Differential Diagnosis for Hypercalcemia
The following is a differential diagnosis for hypercalcemia, categorized for clarity and emphasis on critical conditions.
Single Most Likely Diagnosis
- Primary hyperparathyroidism: This is the most common cause of hypercalcemia in outpatient settings, often due to a parathyroid adenoma or hyperplasia, leading to excessive parathyroid hormone (PTH) production and subsequent hypercalcemia.
Other Likely Diagnoses
- Malignancy-associated hypercalcemia: Various cancers, such as breast, lung, and multiple myeloma, can cause hypercalcemia through the production of parathyroid hormone-related protein (PTHrP) or by bone metastasis.
- Vitamin D intoxication: Excessive intake of vitamin D can lead to hypercalcemia due to increased absorption of calcium from the gut.
- Familial hypocalciuric hypercalcemia (FHH): A genetic disorder characterized by hypercalcemia, low urinary calcium excretion, and often, a family history of the condition.
Do Not Miss Diagnoses
- Hypercalcemia of malignancy with parathyroid hormone-related protein (PTHrP): Although included under malignancy, it's crucial to identify this specific mechanism due to its implications for treatment and prognosis.

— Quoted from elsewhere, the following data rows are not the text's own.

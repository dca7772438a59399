//! Product identity and classification.
//!
//! A `ProductDescriptor` is immutable once loaded from the storefront.
//! The catalog replaces descriptors wholesale on each successful load;
//! there is no partial merge.

use crate::ProductId;
use serde::{Deserialize, Serialize};
use std::cmp::Ordering;

/// Classification of a purchasable product.
#[derive(Debug, Clone, Copy, PartialEq, Eq, Hash, Serialize, Deserialize)]
#[serde(rename_all = "snake_case")]
pub enum ProductKind {
    /// Consumed on use; never contributes a standing entitlement.
    Consumable,
    /// Purchased once, owned indefinitely.
    NonConsumable,
    /// Subscription renewed automatically by the storefront.
    AutoRenewingSubscription,
    /// Subscription with no automatic renewal; expiration is computed
    /// locally from the configured window.
    NonRenewingSubscription,
    /// One-time purchase unlocking the product forever.
    Lifetime,
}

impl ProductKind {
    /// Returns true if a purchase of this kind grants a standing
    /// entitlement (everything except consumables).
    #[must_use]
    pub fn grants_entitlement(&self) -> bool {
        !matches!(self, Self::Consumable)
    }

    /// Returns true for subscription-like kinds whose entitlement can
    /// lapse over time.
    #[must_use]
    pub fn is_subscription(&self) -> bool {
        matches!(
            self,
            Self::AutoRenewingSubscription | Self::NonRenewingSubscription
        )
    }
}

/// A product as loaded from the storefront catalog.
#[derive(Debug, Clone, PartialEq, Eq, Serialize, Deserialize)]
pub struct ProductDescriptor {
    /// Opaque unique product identifier.
    pub id: ProductId,
    /// Price in minor currency units; currency-agnostic ordering key.
    pub price_minor_units: i64,
    /// Product classification.
    pub kind: ProductKind,
}

impl ProductDescriptor {
    /// Creates a descriptor.
    #[must_use]
    pub fn new(id: impl Into<ProductId>, price_minor_units: i64, kind: ProductKind) -> Self {
        Self {
            id: id.into(),
            price_minor_units,
            kind,
        }
    }

    /// Total order used for deterministic catalog presentation:
    /// ascending price, ties broken by lexical id.
    #[must_use]
    pub fn display_cmp(&self, other: &Self) -> Ordering {
        match self.price_minor_units.cmp(&other.price_minor_units) {
            Ordering::Equal => self.id.cmp(&other.id),
            other => other,
        }
    }
}
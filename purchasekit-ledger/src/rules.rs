//! Entitlement derivation rules.
//!
//! Classification comes from the loaded catalog when available. Records
//! for products the catalog has not (yet) described fall back to shape:
//! a configured lifetime id is Lifetime, a record carrying an expiration
//! date is an auto-renewing subscription, anything else is treated as
//! non-consumable. Restore therefore works before the first catalog load.

use chrono::{DateTime, Duration, Utc};
use purchasekit_types::{ProductId, ProductKind, StoreConfig, TransactionRecord};
use std::collections::{HashMap, HashSet};

/// Rules the ledger derives `is_active` with.
#[derive(Debug, Clone, Default)]
pub struct EntitlementRules {
    /// Product classification from the loaded catalog.
    kinds: HashMap<ProductId, ProductKind>,
    /// Products configured as lifetime (mandatory, always Lifetime).
    lifetime: HashSet<ProductId>,
    /// Expiration window for non-renewing subscriptions, in days.
    /// Absent means they never expire.
    non_renewable_expiration_days: Option<u32>,
}

impl EntitlementRules {
    /// Builds rules from the store configuration.
    #[must_use]
    pub fn from_config(config: &StoreConfig) -> Self {
        Self {
            kinds: HashMap::new(),
            lifetime: config.lifetime_ids.iter().map(ProductId::from).collect(),
            non_renewable_expiration_days: config.non_renewable_expiration_days,
        }
    }

    /// Replaces catalog-derived classifications after a catalog load.
    pub fn set_kinds(&mut self, kinds: impl IntoIterator<Item = (ProductId, ProductKind)>) {
        self.kinds = kinds.into_iter().collect();
    }

    /// Classifies the product a record applies to.
    #[must_use]
    pub fn kind_for(&self, record: &TransactionRecord) -> ProductKind {
        if let Some(kind) = self.kinds.get(&record.product_id) {
            return *kind;
        }
        if self.lifetime.contains(&record.product_id) {
            return ProductKind::Lifetime;
        }
        if record.expiration_date.is_some() {
            return ProductKind::AutoRenewingSubscription;
        }
        ProductKind::NonConsumable
    }

    /// Derives whether a record grants an active entitlement at `now`.
    ///
    /// A revoked record never contributes an active entitlement,
    /// regardless of expiration.
    #[must_use]
    pub fn is_active(&self, record: &TransactionRecord, now: DateTime<Utc>) -> bool {
        if record.is_revoked() {
            return false;
        }
        match self.kind_for(record) {
            ProductKind::Lifetime | ProductKind::NonConsumable => true,
            ProductKind::AutoRenewingSubscription => match record.expiration_date {
                None => true,
                Some(expiration) => expiration > now,
            },
            ProductKind::NonRenewingSubscription => {
                match self.non_renewable_expiration_days {
                    None => true,
                    Some(days) => record.purchase_date + Duration::days(i64::from(days)) > now,
                }
            }
            ProductKind::Consumable => false,
        }
    }
}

- Multiple myeloma: Given its potential for severe and rapid progression, early diagnosis is critical.
- Pheochromocytoma: Though rare, pheochromocytomas can produce PTHrP, leading to hypercalcemia, and missing this diagnosis could have fatal consequences due to the potential for hypertensive crises.
Rare Diagnoses
- Sarcoidosis: A condition where granulomatous disease leads to increased conversion of vitamin D to its active form, resulting in hypercalcemia.
- Thyrotoxicosis: Hyperthyroidism can cause hypercalcemia, possibly due to increased bone turnover.
- Adrenal insufficiency: Rarely, Addison's disease can present with hypercalcemia, possibly due to increased bone resorption or hemoconcentration.
- Milk-alkali syndrome: Characterized by hypercalcemia, metabolic alkalosis, and renal impairment, typically resulting from excessive intake of calcium and absorbable alkali.
- Immobilization hypercalcemia: Seen in patients with high bone turnover rates (e.g., those with Paget's disease or extensive bone metastases) who become immobilized, leading to an imbalance in bone resorption and formation.